# Radeon8500 - OpenGL crashes

## Merlin-TC

Hi,

I hope someone here can help me because I am really out of ideas now.

I have a Radeon8500 on a KT266A board (Soyo Dragon Ultra).

I installed the latest FireGL drivers from the www.schneider-digital.de website and I think they are also available as an ebuild now.

Installation wored fine and I do have OpenGL acceleration. I can play Quake2 and Tuxracer as long as I want but when I play Quake3 with enabled opengl extensions I get some visual errors already.

It looks like this then, mostly it's visible in the sky: http://de.geocities.com/merlin_tc/index.htm

Then I installed the Urban Terror mod and  I got some corruptions too plus that it totally crashed gentoo  :Sad: 

Yesterday I tried Neverwinter Nights and it crashes after some seconds.

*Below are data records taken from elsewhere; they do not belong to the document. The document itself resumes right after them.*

impl PipelineOutcome {
    fn new(query: &Query, analysis: QueryAnalysis) -> Self {
        Self {
            query: query.clone(),
            analysis,
            artifact: None,
            report: None,
            result: None,
            error: None,
            repair_attempts: 0,
        }
    }

    pub fn success(&self) -> bool {
        self.error.is_none() && self.result.as_ref().is_some_and(|r| r.success)
    }

    pub fn response(&self) -> ProcessResponse {
        let success = self.success();
        let error = match (&self.error, &self.result) {
            (Some(e), _) => Some(e.to_string()),
            (None, Some(result)) if !result.success => Some(match (&result.error_type, &result.error_message) {
                (Some(kind), Some(message)) => format!("{}: {}", kind, message),
                (_, Some(message)) => message.clone(),
                _ => "Execution failed".to_string(),
            }),
            (None, None) => Some("Nothing was executed".to_string()),
            _ => None,
        };
        ProcessResponse {
            success,
            code: self.artifact.as_ref().map(|a| a.source_text.clone()),
            output: if success { self.result.as_ref().map(render_output) } else { None },
            error,
            explanation: self.explain(),
            result: self.result.clone(),
        }
    }

    /// A short account of what ran and, when it failed, why.
    pub fn explain(&self) -> String {
        if let Some(error) = &self.error {
            return error.explain();
        }
        let (Some(artifact), Some(result)) = (&self.artifact, &self.result) else {
            return "Nothing was executed.".to_string();
        };
        let source = match &artifact.origin {
            ArtifactOrigin::Extension { handler } => format!("the built-in {} template", handler),
            ArtifactOrigin::Model { model_id } => format!("code written by {}", model_id),
            ArtifactOrigin::Provided => "the provided code".to_string(),
        };
        let mut parts = vec![if result.success {
            format!(
                "Ran {}() from {} in {} ms.",
                artifact.entry_point_name,
                source,
                result.duration.as_millis()
            )
        } else {
            format!(
                "{}() from {} raised {}.",
                artifact.entry_point_name,
                source,
                result.error_type.as_deref().unwrap_or("an error")
            )
        }];
        if let Some(report) = self.report.as_ref().filter(|r| !r.resolved_imports.is_empty()) {
            parts.push(format!("Added imports: {}.", report.resolved_imports.join("; ")));
        }
        if !result.runtime_imports.is_empty() {
            parts.push(format!(
                "Imported while running: {}.",
                result.runtime_imports.join("; ")
            ));
        }
        parts.join(" ")
    }
}

fn render_output(result: &ExecutionResult) -> String {
    match &result.return_value {
        Some(Value::String(s)) => s.clone(),
        Some(Value::Null) | None => result.stdout.trim_end().to_string(),
        Some(value) => value.to_string(),
    }
}

pub struct PipelineBuilder {
    config: NlexecConfig,
    analyzer: Option<Arc<dyn QueryAnalyzer>>,
    registry: Option<ExtensionRegistry>,
    model: Option<Arc<dyn LanguageModel>>,
    runtime: Option<Arc<dyn SandboxRuntime>>,
    history: Option<Arc<dyn HistorySink>>,
}

impl PipelineBuilder {
    pub fn with_analyzer(mut self, analyzer: Arc<dyn QueryAnalyzer>) -> Self {
        self.analyzer = Some(analyzer);
        self
    }

    pub fn with_registry(mut self, registry: ExtensionRegistry) -> Self {
        self.registry = Some(registry);
        self
    }

    /// Fixes the model; per-query model overrides are then ignored.
    pub fn with_model(mut self, model: Arc<dyn LanguageModel>) -> Self {
        self.model = Some(model);
        self
    }

    pub fn with_runtime(mut self, runtime: Arc<dyn SandboxRuntime>) -> Self {
        self.runtime = Some(runtime);
        self
    }

    pub fn with_history(mut self, history: Arc<dyn HistorySink>) -> Self {
        self.history = Some(history);
        self
    }

    pub fn build(self) -> Result<Pipeline, PipelineError> {
        let config = self.config;
        config.validate()?;

        let table = Arc::new(config.imports.build_table());
        let fixed_model = self.model.is_some();
        let model = match self.model {
            Some(model) => model,
            None => create_model(&config.llm, None)?,
        };
        let runtime = match self.runtime {
            Some(runtime) => runtime,
            None => create_runtime(&config.sandbox, config.sandbox.backend)?,
        };
        let history: Arc<dyn HistorySink> = match (self.history, &config.pipeline.history_file) {
            (Some(history), _) => history,
            (None, Some(path)) => Arc::new(JsonlHistorySink::new(path.clone())),
            (None, None) => Arc::new(NoopHistorySink),
        };
        let params = CompletionParams {
            temperature: config.llm.temperature,
            max_tokens: config.llm.max_tokens,
            timeout: config.llm.timeout(),
            ..Default::default()
        };

        Ok(Pipeline {
            analyzer: self
                .analyzer
                .unwrap_or_else(|| Arc::new(HeuristicAnalyzer::new())),
            generator: CodeGenerator::new(
                Arc::new(self.registry.unwrap_or_else(ExtensionRegistry::with_defaults)),
                model,
                params,
            ),
            repairer: DependencyRepairer::new(table.clone()),
            executor: SandboxExecutor::new(runtime, table.clone()),
            table,
            history,
            fixed_model,
            config,
        })
    }
}

pub struct Pipeline {
    config: NlexecConfig,
    analyzer: Arc<dyn QueryAnalyzer>,
    generator: CodeGenerator,
    repairer: DependencyRepairer,
    executor: SandboxExecutor,
    table: Arc<ImportTable>,
    history: Arc<dyn HistorySink>,
    fixed_model: bool,
}
//! Configuration type definitions.
//!
//! Every section has serde defaults, so an empty YAML document is a valid
//! configuration. Caller options on a single query override these values.

use crate::core_types::{ResourceLimits, SandboxBackend};
use crate::deps::ImportTable;
use crate::errors::PipelineError;
use serde::{Deserialize, Serialize};
use std::collections::{BTreeMap, HashMap};
use std::path::PathBuf;
use std::time::Duration;

#[derive(Debug, Clone, Default, Serialize, Deserialize)]
pub struct NlexecConfig {
    #[serde(default)]
    pub llm: LlmConfig,
    #[serde(default)]
    pub sandbox: SandboxConfig,
    #[serde(default)]
    pub pipeline: PipelineConfig,
    #[serde(default)]
    pub imports: ImportsConfig,
}

#[derive(Debug, Clone, Serialize, Deserialize)]
pub struct LlmConfig {
    #[serde(default)]
    pub provider: LlmProvider,
    /// Empty means the provider's default model.
    #[serde(default)]
    pub model: String,
    /// Alternate model identifiers tried in order when the primary fails.
    #[serde(default)]
    pub fallback_models: Vec<String>,
    /// Overrides the provider's default endpoint.
    #[serde(default)]
    pub base_url: Option<String>,
    #[serde(default = "default_temperature")]
    pub temperature: f32,
    #[serde(default = "default_max_tokens")]
    pub max_tokens: u32,
    #[serde(default)]
    pub auth: LlmAuth,
    #[serde(default = "default_llm_timeout")]
    pub timeout_seconds: u64,
}

impl Default for LlmConfig {
    fn default() -> Self {
        Self {
            provider: LlmProvider::default(),
            model: String::new(),
            fallback_models: Vec::new(),
            base_url: None,
            temperature: default_temperature(),
            max_tokens: default_max_tokens(),
            auth: LlmAuth::default(),
            timeout_seconds: default_llm_timeout(),
        }
    }
}

impl LlmConfig {
    pub fn effective_model(&self) -> &str {
        if self.model.is_empty() {
            self.provider.default_model()
        } else {
            &self.model
        }
    }

    pub fn timeout(&self) -> Duration {
        Duration::from_secs(self.timeout_seconds)
    }
}

#[derive(Debug, Clone, Default, Serialize, Deserialize, PartialEq)]
#[serde(rename_all = "lowercase")]
pub enum LlmProvider {
    #[default]
    OpenAI,
    Ollama,
    Custom {
        base_url: String,
    },
}

impl LlmProvider {
    pub fn default_model(&self) -> &'static str {
        match self {
            LlmProvider::OpenAI | LlmProvider::Custom { .. } => "gpt-4.1-mini",
            LlmProvider::Ollama => "llama3.1",
        }
    }
}

#[derive(Debug, Clone, Default, Serialize, Deserialize)]
pub struct LlmAuth {
    #[serde(default)]
    pub api_key: Option<String>,
    #[serde(default)]
    pub api_key_env: Option<String>,
    #[serde(default)]
    pub headers: HashMap<String, String>,
}

#[derive(Debug, Clone, Serialize, Deserialize)]
pub struct SandboxConfig {
    #[serde(default = "default_backend")]
    pub backend: SandboxBackend,
    #[serde(default = "default_image")]
    pub image: String,
    #[serde(default = "default_python_path")]
    pub python_path: String,
    /// CPU cores.
    #[serde(default = "default_cpu")]
    pub cpu: f64,
    #[serde(default = "default_memory_mb")]
    pub memory_mb: u64,
    #[serde(default = "default_sandbox_timeout")]
    pub timeout_seconds: u64,
    #[serde(default)]
    pub allow_network: bool,
}

impl Default for SandboxConfig {
    fn default() -> Self {
        Self {
            backend: default_backend(),
            image: default_image(),
            python_path: default_python_path(),
            cpu: default_cpu(),
            memory_mb: default_memory_mb(),
            timeout_seconds: default_sandbox_timeout(),
            allow_network: false,
        }
    }
}

impl SandboxConfig {
    pub fn limits(&self) -> ResourceLimits {
        ResourceLimits {
            cpu: self.cpu,
            memory_mb: self.memory_mb,
            wall_clock_timeout: Duration::from_secs(self.timeout_seconds),
        }
    }
}

#[derive(Debug, Clone, Serialize, Deserialize)]
pub struct PipelineConfig {
    #[serde(default = "default_max_repair_attempts")]
    pub max_repair_attempts: u32,
    #[serde(default = "default_true")]
    pub static_repair: bool,
    /// JSON-lines file receiving one record per processed query.
    #[serde(default)]
    pub history_file: Option<PathBuf>,
}

impl Default for PipelineConfig {
    fn default() -> Self {
        Self {
            max_repair_attempts: default_max_repair_attempts(),
            static_repair: true,
            history_file: None,
        }
    }
}

/// Additions to the built-in import mapping table.
#[derive(Debug, Clone, Default, Serialize, Deserialize)]
pub struct ImportsConfig {
    /// `symbol: import statement`, replacing any built-in entry.
    #[serde(default)]
    pub entries: BTreeMap<String, String>,
    /// Symbols that must never be resolved automatically.
    #[serde(default)]
    pub ambiguous: Vec<String>,
}

impl ImportsConfig {
    pub fn build_table(&self) -> ImportTable {
        let mut table = ImportTable::standard();
        for (symbol, statement) in &self.entries {
            table.insert_statement(symbol, statement);
        }
        for symbol in &self.ambiguous {
            let candidates = table
                .resolvable()
                .get(symbol)
                .map(|statement| vec![statement.clone()])
                .unwrap_or_default();
            table.mark_ambiguous(symbol, candidates);
        }
        table
    }
}

impl NlexecConfig {
    pub fn validate(&self) -> Result<(), PipelineError> {
        if self.llm.effective_model().trim().is_empty() {
            return Err(PipelineError::ConfigError("LLM model cannot be empty".to_string()));
        }
        if self.llm.timeout_seconds == 0 {
            return Err(PipelineError::ConfigError(
                "LLM timeout_seconds must be greater than 0".to_string(),
            ));
        }
        if let LlmProvider::Custom { base_url } = &self.llm.provider {
            if !base_url.starts_with("http://") && !base_url.starts_with("https://") {
                return Err(PipelineError::ConfigError(format!(
                    "Custom provider base_url must be an http(s) URL, got '{}'",
                    base_url
                )));
            }
        }
        if self.llm.fallback_models.iter().any(|m| m.trim().is_empty()) {
            return Err(PipelineError::ConfigError(
                "Fallback model identifiers cannot be empty".to_string(),
            ));
        }

        if !(self.sandbox.cpu > 0.0) {
            return Err(PipelineError::ConfigError(
                "Sandbox cpu must be greater than 0".to_string(),
            ));
        }
        if self.sandbox.memory_mb < 16 {
            return Err(PipelineError::ConfigError(
                "Sandbox memory_mb must be at least 16".to_string(),
            ));
        }
        if self.sandbox.timeout_seconds == 0 {
            return Err(PipelineError::ConfigError(
                "Sandbox timeout_seconds must be greater than 0".to_string(),
            ));
        }
        if self.sandbox.backend == SandboxBackend::Docker && self.sandbox.image.is_empty() {
            return Err(PipelineError::ConfigError(
                "Sandbox image cannot be empty for the docker backend".to_string(),
            ));
        }

        for (symbol, statement) in &self.imports.entries {
            let statement = statement.trim();
            if !statement.starts_with("import ") && !statement.starts_with("from ") {
                return Err(PipelineError::ConfigError(format!(
                    "Import entry for '{}' is not an import statement: '{}'",
                    symbol, statement
                )));
            }
        }
        Ok(())
    }
}

fn default_temperature() -> f32 { 0.2 }
fn default_max_tokens() -> u32 { 2048 }
fn default_llm_timeout() -> u64 { 60 }
fn default_backend() -> SandboxBackend { SandboxBackend::Docker }
fn default_image() -> String { "python:3.11-slim".to_string() }
fn default_python_path() -> String { "python3".to_string() }
fn default_cpu() -> f64 { 1.0 }
fn default_memory_mb() -> u64 { 256 }
fn default_sandbox_timeout() -> u64 { 10 }
fn default_max_repair_attempts() -> u32 { 1 }
fn default_true() -> bool { true }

I don't know if it has to do with the drivers so it's just a guess. But other people are running these drivers without any problems so where could my problem be?

Any ideas, suggestions or just thoughts would be greatly appreciated.

Thank you  :Smile: 

----------

## Sarlok

Hi.

I had those same problems when I was still using the Mesa drivers. I've never run those games, but I had the same problems none the less.

When you type glrxinfo, what drivers doe sit say youre using?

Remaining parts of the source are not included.